Published on March 9, 2022
One of the biggest winter storms to strike the Northwest arrived 106 years ago this week. Though it wasn’t as intense as the Big Snow of 1880, the February 1916 storm nearly destroyed one of Seattle’s earliest landmarks.
One of the places where that heavy wet snow really took a toll was at St. James Cathedral on First Hill in Seattle. The cathedral had been completed in time for Christmas 1907, and it was a massive landmark that dominated the skyline in the days before the Smith Tower. When the cathedral debuted, along with its distinctive matching bell towers, it also had a dome. And it was this architectural feature of the cathedral which did not survive the Big Snow of 1916.
Back in the ceiling at St. James, Corinna Laughlin described what happened during the Big Snow of 1916.

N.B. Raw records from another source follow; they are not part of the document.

use anyhow::{bail, Context, Result};
use serde::Deserialize;
use std::path::{Path, PathBuf};

use wellness_rag_core::chunk::{ChunkingOptions, DEFAULT_MAX_CHUNK_SIZE, DEFAULT_OVERLAP_SIZE};
use wellness_rag_core::rag::{RetrievalSettings, DEFAULT_MATCH_COUNT, DEFAULT_MATCH_THRESHOLD};

pub const API_KEY_ENV: &str = "OPENAI_API_KEY";
const DEFAULT_API_BASE: &str = "https://api.openai.com/v1";

#[derive(Debug, Deserialize, Clone)]
pub struct Config {
    pub db: DbConfig,
    #[serde(default)]
    pub chunking: ChunkingConfig,
    #[serde(default)]
    pub retrieval: RetrievalConfig,
    #[serde(default)]
    pub embedding: EmbeddingConfig,
    #[serde(default)]
    pub completion: CompletionConfig,
    #[serde(default)]
    pub logging: LoggingConfig,
}

#[derive(Debug, Deserialize, Clone)]
pub struct DbConfig {
    pub path: PathBuf,
}

#[derive(Debug, Deserialize, Clone)]
pub struct ChunkingConfig {
    #[serde(default = "default_max_chunk_size")]
    pub max_chunk_size: usize,
    #[serde(default = "default_overlap_size")]
    pub overlap_size: usize,
    #[serde(default = "default_true")]
    pub preserve_sentences: bool,
    /// Collapse whitespace in abstracts before chunking.
    #[serde(default = "default_true")]
    pub normalize_whitespace: bool,
}

impl Default for ChunkingConfig {
    fn default() -> Self {
        Self {
            max_chunk_size: DEFAULT_MAX_CHUNK_SIZE,
            overlap_size: DEFAULT_OVERLAP_SIZE,
            preserve_sentences: true,
            normalize_whitespace: true,
        }
    }
}

impl ChunkingConfig {
    pub fn options(&self) -> ChunkingOptions {
        ChunkingOptions {
            max_chunk_size: self.max_chunk_size,
            overlap_size: self.overlap_size,
            preserve_sentences: self.preserve_sentences,
        }
    }
}

fn default_max_chunk_size() -> usize {
    DEFAULT_MAX_CHUNK_SIZE
}
fn default_overlap_size() -> usize {
    DEFAULT_OVERLAP_SIZE
}
fn default_true() -> bool {
    true
}

#[derive(Debug, Deserialize, Clone)]
pub struct RetrievalConfig {
    #[serde(default = "default_match_threshold")]
    pub match_threshold: f64,
    #[serde(default = "default_match_count")]
    pub match_count: usize,
    #[serde(default)]
    pub model_grading: bool,
}

impl Default for RetrievalConfig {
    fn default() -> Self {
        Self {
            match_threshold: DEFAULT_MATCH_THRESHOLD,
            match_count: DEFAULT_MATCH_COUNT,
            model_grading: false,
        }
    }
}

impl RetrievalConfig {
    pub fn settings(&self) -> RetrievalSettings {
        RetrievalSettings {
            match_threshold: self.match_threshold,
            match_count: self.match_count,
            model_grading: self.model_grading,
        }
    }
}

fn default_match_threshold() -> f64 {
    DEFAULT_MATCH_THRESHOLD
}
fn default_match_count() -> usize {
    DEFAULT_MATCH_COUNT
}

#[derive(Debug, Deserialize, Clone)]
pub struct EmbeddingConfig {
    #[serde(default = "default_provider")]
    pub provider: String,
    #[serde(default = "default_embedding_model")]
    pub model: String,
    #[serde(default = "default_dims")]
    pub dims: usize,
    #[serde(default = "default_batch_size")]
    pub batch_size: usize,
    #[serde(default = "default_max_retries")]
    pub max_retries: u32,
    #[serde(default = "default_timeout_secs")]
    pub timeout_secs: u64,
    #[serde(default = "default_api_base")]
    pub api_base: String,
}

impl Default for EmbeddingConfig {
    fn default() -> Self {
        Self {
            provider: default_provider(),
            model: default_embedding_model(),
            dims: default_dims(),
            batch_size: default_batch_size(),
            max_retries: default_max_retries(),
            timeout_secs: default_timeout_secs(),
            api_base: default_api_base(),
        }
    }
}

impl EmbeddingConfig {
    pub fn is_enabled(&self) -> bool {
        self.provider != "disabled"
    }
}

#[derive(Debug, Deserialize, Clone)]
pub struct CompletionConfig {
    #[serde(default = "default_provider")]
    pub provider: String,
    #[serde(default = "default_completion_model")]
    pub model: String,
    #[serde(default = "default_temperature")]
    pub temperature: f32,
    #[serde(default = "default_max_tokens")]
    pub max_tokens: u32,
    #[serde(default = "default_grading_temperature")]
    pub grading_temperature: f32,
    #[serde(default = "default_grading_max_tokens")]
    pub grading_max_tokens: u32,
    #[serde(default = "default_max_retries")]
    pub max_retries: u32,
    #[serde(default = "default_completion_timeout_secs")]
    pub timeout_secs: u64,
    #[serde(default = "default_api_base")]
    pub api_base: String,
}

impl Default for CompletionConfig {
    fn default() -> Self {
        Self {
            provider: default_provider(),
            model: default_completion_model(),
            temperature: default_temperature(),
            max_tokens: default_max_tokens(),
            grading_temperature: default_grading_temperature(),
            grading_max_tokens: default_grading_max_tokens(),
            max_retries: default_max_retries(),
            timeout_secs: default_completion_timeout_secs(),
            api_base: default_api_base(),
        }
    }
}

impl CompletionConfig {
    pub fn is_enabled(&self) -> bool {
        self.provider != "disabled"
    }
}

fn default_provider() -> String {
    "disabled".to_string()
}
fn default_embedding_model() -> String {
    "text-embedding-3-small".to_string()
}
fn default_completion_model() -> String {
    "gpt-4o-mini".to_string()
}
fn default_dims() -> usize {
    1536
}
fn default_batch_size() -> usize {
    10
}
fn default_max_retries() -> u32 {
    3
}
fn default_timeout_secs() -> u64 {
    30
}
fn default_completion_timeout_secs() -> u64 {
    60
}
fn default_temperature() -> f32 {
    0.3
}
fn default_max_tokens() -> u32 {
    1000
}
fn default_grading_temperature() -> f32 {
    0.2
}
fn default_grading_max_tokens() -> u32 {
    300
}
fn default_api_base() -> String {
    DEFAULT_API_BASE.to_string()
}

#[derive(Debug, Deserialize, Clone)]
pub struct LoggingConfig {
    #[serde(default = "default_log_level")]
    pub level: String,
    /// Directory for a daily-rolling log file. Stderr only when unset.
    #[serde(default)]
    pub dir: Option<PathBuf>,
}

impl Default for LoggingConfig {
    fn default() -> Self {
        Self {
            level: default_log_level(),
            dir: None,
        }
    }
}

fn default_log_level() -> String {
    "info".to_string()
}

pub fn load_config(path: &Path) -> Result<Config> {
    let content = std::fs::read_to_string(path)
        .with_context(|| format!("Failed to read config file: {}", path.display()))?;
    parse_config(&content)
}

pub fn parse_config(content: &str) -> Result<Config> {
    let config: Config = toml::from_str(content).with_context(|| "Failed to parse config file")?;

    config.chunking.options().validate()?;
    config.retrieval.settings().validate()?;

    match config.embedding.provider.as_str() {
        "disabled" | "openai" => {}
        other => bail!(
            "Unknown embedding provider: '{}'. Must be disabled or openai.",
            other
        ),
    }
    if config.embedding.is_enabled() {
        if config.embedding.model.trim().is_empty() {
            bail!(
                "embedding.model must be specified when provider is '{}'",
                config.embedding.provider
            );
        }
        if config.embedding.dims == 0 {
            bail!(
                "embedding.dims must be > 0 when provider is '{}'",
                config.embedding.provider
            );
        }
    }
    if config.embedding.batch_size == 0 {
        bail!("embedding.batch_size must be > 0");
    }

    match config.completion.provider.as_str() {
        "disabled" | "openai" => {}
        other => bail!(
            "Unknown completion provider: '{}'. Must be disabled or openai.",
            other
        ),
    }
    if config.completion.is_enabled() && config.completion.model.trim().is_empty() {
        bail!(
            "completion.model must be specified when provider is '{}'",
            config.completion.provider
        );
    }

    Ok(config)
}
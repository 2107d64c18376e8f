//! Outbound notification of accepted contact submissions.
//!
//! This crate provides:
//! - [`Dispatcher`] — posts a submission to the configured webhook sinks
//! - [`Notifier`] — the seam the submission controller depends on
//! - [`payload`] — per-format request bodies (flat JSON, Slack)

pub mod dispatcher;
pub mod payload;

pub use dispatcher::{DispatchFailure, DispatchOutcome, Dispatcher, Notifier};
//! ContactDesk CLI — contact form intake service.
//!
//! Validates contact submissions, forwards them to chat webhooks, and serves
//! the contact and address-lookup endpoints over HTTP.

mod commands;
mod server;

use clap::Parser;
use color_eyre::eyre::Result;
use tracing::{debug, warn};

use commands::Cli;

#[tokio::main]
async fn main() -> Result<()> {
    color_eyre::install()?;
    // Loaded before tracing so RUST_LOG and webhook vars can live in .env.
    let dotenv = dotenvy::dotenv();
    let cli = Cli::parse();
    commands::init_tracing(&cli);

    match dotenv {
        Ok(path) => debug!(?path, "loaded environment file"),
        Err(e) if e.not_found() => {}
        Err(e) => warn!(error = %e, "failed to load .env"),
    }

    commands::run(cli).await
}
//! Submission pipeline orchestration for ContactDesk.
//!
//! This crate ties validation and notification together into the single
//! `submit` workflow the HTTP surface and CLI call.

pub mod pipeline;
pub mod result;

pub use pipeline::SubmissionController;
pub use result::{NOTIFICATION_FAILED, SubmissionResult};
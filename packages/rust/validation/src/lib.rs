//! Contact form validation.
//!
//! Turns an untrusted [`SubmissionInput`] into either a [`ValidatedSubmission`]
//! or the full set of field errors. Validation is pure: it never fails, never
//! touches I/O, and reports every failing field rather than stopping at the
//! first one.

mod rules;

use serde::Serialize;
use tracing::debug;

use contactdesk_shared::{ErrorReason, Field, FieldErrors, SubmissionInput, ValidationError};

pub use rules::is_valid_email;

// ---------------------------------------------------------------------------
// Public types
// ---------------------------------------------------------------------------

/// A submission that passed validation.
///
/// Only [`validate`] can build one. `name`, `email` and `message` are
/// non-blank and `email` is well-formed; optional fields are `""` when they
/// were not supplied. Values are kept exactly as submitted.
#[derive(Debug, Clone, PartialEq, Eq, Serialize)]
pub struct ValidatedSubmission {
    name: String,
    company: String,
    phone: String,
    email: String,
    message: String,
    locale: String,
}

impl ValidatedSubmission {
    pub fn name(&self) -> &str {
        &self.name
    }

    pub fn company(&self) -> &str {
        &self.company
    }

    pub fn phone(&self) -> &str {
        &self.phone
    }

    pub fn email(&self) -> &str {
        &self.email
    }

    pub fn message(&self) -> &str {
        &self.message
    }

    pub fn locale(&self) -> &str {
        &self.locale
    }
}

/// Outcome of [`validate`].
#[derive(Debug, Clone, PartialEq, Eq)]
pub enum ValidationResult {
    Valid(ValidatedSubmission),
    Invalid(FieldErrors),
}

impl ValidationResult {
    /// Convert into a `Result`, with field errors on the error side.
    pub fn into_result(self) -> std::result::Result<ValidatedSubmission, FieldErrors> {
        match self {
            ValidationResult::Valid(s) => Ok(s),
            ValidationResult::Invalid(e) => Err(e),
        }
    }
}

// ---------------------------------------------------------------------------
// Validator
// ---------------------------------------------------------------------------

/// Validate a raw contact submission.
pub fn validate(input: &SubmissionInput) -> ValidationResult {
    let errors: FieldErrors = field_errors(input).collect();

    if !errors.is_empty() {
        debug!(fields = ?errors.fields(), "submission rejected by validator");
        return ValidationResult::Invalid(errors);
    }

    let owned = |field: Field| input.get(field).unwrap_or_default().to_string();

    ValidationResult::Valid(ValidatedSubmission {
        name: owned(Field::Name),
        company: owned(Field::Company),
        phone: owned(Field::Phone),
        email: owned(Field::Email),
        message: owned(Field::Message),
        locale: owned(Field::Locale),
    })
}

/// Every rule violation in `input`, in field order.
fn field_errors(input: &SubmissionInput) -> impl Iterator<Item = ValidationError> + '_ {
    Field::ALL
        .into_iter()
        .filter_map(|field| check_field(field, input.get(field)))
}

fn check_field(field: Field, value: Option<&str>) -> Option<ValidationError> {
    let reason = match field {
        Field::Name | Field::Message if rules::is_blank(value) => ErrorReason::Required,
        Field::Email if rules::is_blank(value) => ErrorReason::Required,
        Field::Email if !rules::is_valid_email(value.unwrap_or_default()) => {
            ErrorReason::InvalidFormat
        }
        _ => return None,
    };
    Some(ValidationError::new(field.as_str(), reason))
}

“The snow piled up around the base of the dome,” she said. “They say it snowed continuously for something like 27 hours that year, and just the sheer weight of all that wet snow brought the dome crashing to the floor” just after 3 p.m.
Jeff Berman is a professor in civil engineering at the University of Washington. He says that steel manufacturing hadn’t been perfected yet in 1907, and quality control hadn’t quite made wide-scale consistent production of industrial-grade steel possible. Some of the articles in old newspapers and engineering journals published not long after the collapse single out a failed steel truss that was found in the rubble.

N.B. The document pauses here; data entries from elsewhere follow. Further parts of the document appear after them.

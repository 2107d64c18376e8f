//! CLI command definitions, routing, and tracing setup.

use std::io::Read;
use std::path::PathBuf;

use clap::{Parser, Subcommand};
use color_eyre::eyre::{Result, WrapErr, eyre};
use contactdesk_address::AddressLookup;
use contactdesk_core::{SubmissionController, SubmissionResult};
use contactdesk_notify::Dispatcher;
use contactdesk_shared::{AppConfig, SubmissionInput, init_config, load_config, load_config_from};
use indicatif::{ProgressBar, ProgressStyle};
use tracing::info;

use crate::server::{self, HttpState};

// ---------------------------------------------------------------------------
// CLI structure
// ---------------------------------------------------------------------------

/// ContactDesk — contact form intake and webhook notification.
#[derive(Parser)]
#[command(
    name = "contactdesk",
    version,
    about = "Validate contact-form submissions and forward them to chat webhooks.",
    long_about = None,
)]
pub(crate) struct Cli {
    /// Log format: text (default) or json.
    #[arg(long, default_value = "text", global = true)]
    pub log_format: LogFormat,

    /// Verbosity level (-v, -vv, -vvv).
    #[arg(short, long, action = clap::ArgAction::Count, global = true)]
    pub verbose: u8,

    /// Config file to use instead of ~/.contactdesk/contactdesk.toml.
    #[arg(long, global = true, env = "CONTACTDESK_CONFIG")]
    pub config: Option<PathBuf>,

    #[command(subcommand)]
    pub command: Command,
}

/// Log output format.
#[derive(Clone, Debug, clap::ValueEnum)]
pub(crate) enum LogFormat {
    Text,
    Json,
}

/// Top-level CLI subcommands.
#[derive(Subcommand)]
pub(crate) enum Command {
    /// Run one submission through validation and notification.
    Submit {
        /// Read the fields from a JSON file (`-` for stdin) instead of flags.
        #[arg(long, conflicts_with_all = ["name", "company", "phone", "email", "message", "locale"])]
        json: Option<String>,

        #[arg(long)]
        name: Option<String>,

        #[arg(long)]
        company: Option<String>,

        #[arg(long)]
        phone: Option<String>,

        #[arg(long)]
        email: Option<String>,

        #[arg(long)]
        message: Option<String>,

        #[arg(long)]
        locale: Option<String>,
    },

    /// Serve the contact and address endpoints over HTTP.
    Serve {
        /// Listen address (defaults to server.host).
        #[arg(long)]
        host: Option<String>,

        /// Listen port (defaults to server.port).
        #[arg(short, long)]
        port: Option<u16>,
    },

    /// Look up an address from a Japanese postal code.
    LookupAddress {
        /// Postal code, with or without the hyphen (e.g. 100-0001).
        postal_code: String,
    },

    /// Configuration management.
    Config {
        /// Config subcommand.
        #[command(subcommand)]
        action: ConfigAction,
    },
}

/// Config subcommands.
#[derive(Subcommand)]
pub(crate) enum ConfigAction {
    /// Initialize config file with defaults.
    Init,
    /// Show resolved configuration.
    Show,
    /// Check that every notification sink can be resolved.
    Check,
}

// ---------------------------------------------------------------------------
// Tracing setup
// ---------------------------------------------------------------------------

/// Initialize tracing based on CLI flags.
pub(crate) fn init_tracing(cli: &Cli) {
    use tracing_subscriber::{EnvFilter, fmt};

    let filter = match cli.verbose {
        0 => "contactdesk=info",
        1 => "contactdesk=debug",
        _ => "contactdesk=trace",
    };

    let env_filter = EnvFilter::try_from_default_env().unwrap_or_else(|_| EnvFilter::new(filter));

    match cli.log_format {
        LogFormat::Text => {
            fmt()
                .with_env_filter(env_filter)
                .with_target(false)
                .with_writer(std::io::stderr)
                .init();
        }
        LogFormat::Json => {
            fmt()
                .json()
                .with_env_filter(env_filter)
                .with_writer(std::io::stderr)
                .init();
        }
    }
}

// ---------------------------------------------------------------------------
// Command dispatch
// ---------------------------------------------------------------------------

/// Run the CLI command.
pub(crate) async fn run(cli: Cli) -> Result<()> {
    let config = match &cli.config {
        Some(path) => load_config_from(path)?,
        None => load_config()?,
    };

    match cli.command {
        Command::Submit {
            json,
            name,
            company,
            phone,
            email,
            message,
            locale,
        } => {
            let input = match json {
                Some(source) => read_input_json(&source)?,
                None => SubmissionInput {
                    name,
                    company,
                    phone,
                    email,
                    message,
                    locale,
                },
            };
            cmd_submit(&config, input).await
        }
        Command::Serve { host, port } => cmd_serve(&config, host, port).await,
        Command::LookupAddress { postal_code } => cmd_lookup_address(&config, &postal_code).await,
        Command::Config { action } => match action {
            ConfigAction::Init => cmd_config_init(),
            ConfigAction::Show => cmd_config_show(&config),
            ConfigAction::Check => cmd_config_check(&config),
        },
    }
}

// ---------------------------------------------------------------------------
// Command handlers
// ---------------------------------------------------------------------------

async fn cmd_submit(config: &AppConfig, input: SubmissionInput) -> Result<()> {
    // Missing webhook configuration stops here, before any input is processed.
    let dispatcher = Dispatcher::from_config(&config.notify)?;
    let controller = SubmissionController::new(dispatcher);

    let spinner = spinner("Submitting");
    let result = controller.submit(input).await;
    spinner.finish_and_clear();

    println!("{}", serde_json::to_string_pretty(&result)?);

    match &result {
        SubmissionResult::Rejected(errors) => Err(eyre!(
            "submission rejected: {} field(s) invalid",
            errors.len()
        )),
        _ => Ok(()),
    }
}

async fn cmd_serve(config: &AppConfig, host: Option<String>, port: Option<u16>) -> Result<()> {
    let host = host.unwrap_or_else(|| config.server.host.clone());
    let port = port.unwrap_or(config.server.port);

    let state = HttpState {
        controller: SubmissionController::new(Dispatcher::from_config(&config.notify)?),
        lookup: AddressLookup::new(&config.address)?,
    };

    info!(%host, port, "starting HTTP server");
    println!("Serving on http://{host}:{port}/api");

    server::start_server(state, &host, port)
        .wrap_err_with(|| format!("failed to bind {host}:{port}"))?
        .await?;

    Ok(())
}

async fn cmd_lookup_address(config: &AppConfig, postal_code: &str) -> Result<()> {
    let lookup = AddressLookup::new(&config.address)?;

    let spinner = spinner("Looking up postal code");
    let found = lookup.lookup(postal_code).await;
    spinner.finish_and_clear();

    match found? {
        Some(address) => {
            println!("{}", serde_json::to_string_pretty(&address.to_patch())?);
            Ok(())
        }
        None => Err(eyre!("no address found for postal code '{postal_code}'")),
    }
}

fn cmd_config_init() -> Result<()> {
    let path = init_config()?;
    println!("Config initialized at: {}", path.display());
    Ok(())
}

fn cmd_config_show(config: &AppConfig) -> Result<()> {
    let toml_str = toml::to_string_pretty(config)?;
    println!("{toml_str}");
    Ok(())
}

fn cmd_config_check(config: &AppConfig) -> Result<()> {
    let dispatcher = Dispatcher::from_config(&config.notify)?;
    AddressLookup::new(&config.address)?;

    println!("  Notification sinks:");
    for (name, format) in dispatcher.sinks() {
        println!("    {name:<12} format={format}");
    }
    println!("  Timeout: {}s", config.notify.timeout_secs);
    println!("  Address API: {}", config.address.base_url);
    Ok(())
}

// ---------------------------------------------------------------------------
// Helpers
// ---------------------------------------------------------------------------

/// Read submission fields from a JSON file, or stdin when `source` is `-`.
fn read_input_json(source: &str) -> Result<SubmissionInput> {
    let raw = if source == "-" {
        let mut buf = String::new();
        std::io::stdin()
            .read_to_string(&mut buf)
            .wrap_err("failed to read stdin")?;
        buf
    } else {
        std::fs::read_to_string(source).wrap_err_with(|| format!("failed to read '{source}'"))?
    };

    serde_json::from_str(&raw).wrap_err("submission JSON must be an object of string fields")
}

/// Stderr spinner for a single network wait.
fn spinner(message: &str) -> ProgressBar {
    let style = ProgressStyle::with_template("{spinner:.cyan} {msg}")
        .map(|s| s.tick_strings(&["⠋", "⠙", "⠹", "⠸", "⠼", "⠴", "⠦", "⠧", "⠇", "⠏"]))
        .unwrap_or_else(|_| ProgressStyle::default_spinner());

    let spinner = ProgressBar::new_spinner();
    spinner.set_style(style);
    spinner.set_message(message.to_string());
    spinner.enable_steady_tick(std::time::Duration::from_millis(80));
    spinner
}

#[cfg(test)]
mod tests {
    use super::*;

    #[test]
    fn cli_definition_is_consistent() {
        use clap::CommandFactory;
        Cli::command().debug_assert();
    }

    #[test]
    fn parses_submit_flags() {
        let cli = Cli::try_parse_from([
            "contactdesk",
            "submit",
            "--name",
            "Taro",
            "--email",
            "taro@example.com",
            "--message",
            "hello",
        ])
        .unwrap();

        match cli.command {
            Command::Submit { name, email, json, company, .. } => {
                assert_eq!(name.as_deref(), Some("Taro"));
                assert_eq!(email.as_deref(), Some("taro@example.com"));
                assert!(json.is_none());
                assert!(company.is_none());
            }
            _ => panic!("expected submit"),
        }
    }

    #[test]
    fn json_conflicts_with_field_flags() {
        let parsed = Cli::try_parse_from([
            "contactdesk",
            "submit",
            "--json",
            "form.json",
            "--name",
            "Taro",
        ]);
        assert!(parsed.is_err());
    }

    #[test]
    fn parses_serve_overrides() {
        let cli = Cli::try_parse_from(["contactdesk", "serve", "--port", "3000", "-v"]).unwrap();
        assert_eq!(cli.verbose, 1);
        match cli.command {
            Command::Serve { host, port } => {
                assert!(host.is_none());
                assert_eq!(port, Some(3000));
            }
            _ => panic!("expected serve"),
        }
    }
}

Some of the reportage also points to possible disconnects between the New York blueprints from the famous architectural firm of Heins & LaFarge who designed St. James, and the local construction crews who were tasked with building something more complex than just about any other structure within hundreds of miles of Seattle.
But, Professor Berman says, the main culprit definitely was all that snow.
“They actually weighed the snow after the collapse and concluded that it was very heavy snow because it was saturated with rain, which makes a lot of sense,” Berman said. “If you’re a skier, you know this quite well, right? ‘Cascade concrete.’”
Berman says there’s actually a term used to describe the condition of snow that’s been made heavier by absorbing rain – it’s called the “rain on snow surcharge” – and jurisdictions in areas where snow and rain conditions are common adapt their local building codes to take this surcharge into account.